(Beginning of Listed entries)
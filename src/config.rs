use anyhow::Context;

#[derive(Debug, Clone)]
pub struct Config {
    /// Secret used to sign session tokens. Required.
    pub jwt_secret: String,
    pub database_url: String,
    pub bind_addr: String,
    /// Poll interval in minutes
    pub poll_interval: u64,
}

fn default_database_url() -> String {
    "sqlite:feedkeeper.db?mode=rwc".to_string()
}

fn default_bind_addr() -> String {
    "0.0.0.0:8000".to_string()
}

fn default_poll_interval() -> u64 {
    30
}

impl Config {
    pub fn from_env() -> anyhow::Result<Self> {
        Self::from_lookup(|key| std::env::var(key).ok())
    }

    /// Build a config from a key lookup (useful for testing)
    pub fn from_lookup<F>(lookup: F) -> anyhow::Result<Self>
    where
        F: Fn(&str) -> Option<String>,
    {
        let jwt_secret = lookup("JWT_SECRET")
            .filter(|s| !s.is_empty())
            .context("JWT_SECRET must be set")?;

        let poll_interval = match lookup("POLL_INTERVAL_MINUTES") {
            Some(raw) => raw
                .parse()
                .with_context(|| format!("invalid POLL_INTERVAL_MINUTES: {raw}"))?,
            None => default_poll_interval(),
        };

        Ok(Self {
            jwt_secret,
            database_url: lookup("DATABASE_URL").unwrap_or_else(default_database_url),
            bind_addr: lookup("BIND_ADDR").unwrap_or_else(default_bind_addr),
            poll_interval,
        })
    }
}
(End of Listed entries)
_Work instruction_
Write out again, exactly, the line containing "F: Fn(&str) ->" and every later line of the records. Omit the rest.

_Result for this exercise_
        F: Fn(&str) -> Option<String>,
    {
        let jwt_secret = lookup("JWT_SECRET")
            .filter(|s| !s.is_empty())
            .context("JWT_SECRET must be set")?;

        let poll_interval = match lookup("POLL_INTERVAL_MINUTES") {
            Some(raw) => raw
                .parse()
                .with_context(|| format!("invalid POLL_INTERVAL_MINUTES: {raw}"))?,
            None => default_poll_interval(),
        };

        Ok(Self {
            jwt_secret,
            database_url: lookup("DATABASE_URL").unwrap_or_else(default_database_url),
            bind_addr: lookup("BIND_ADDR").unwrap_or_else(default_bind_addr),
            poll_interval,
        })
    }
}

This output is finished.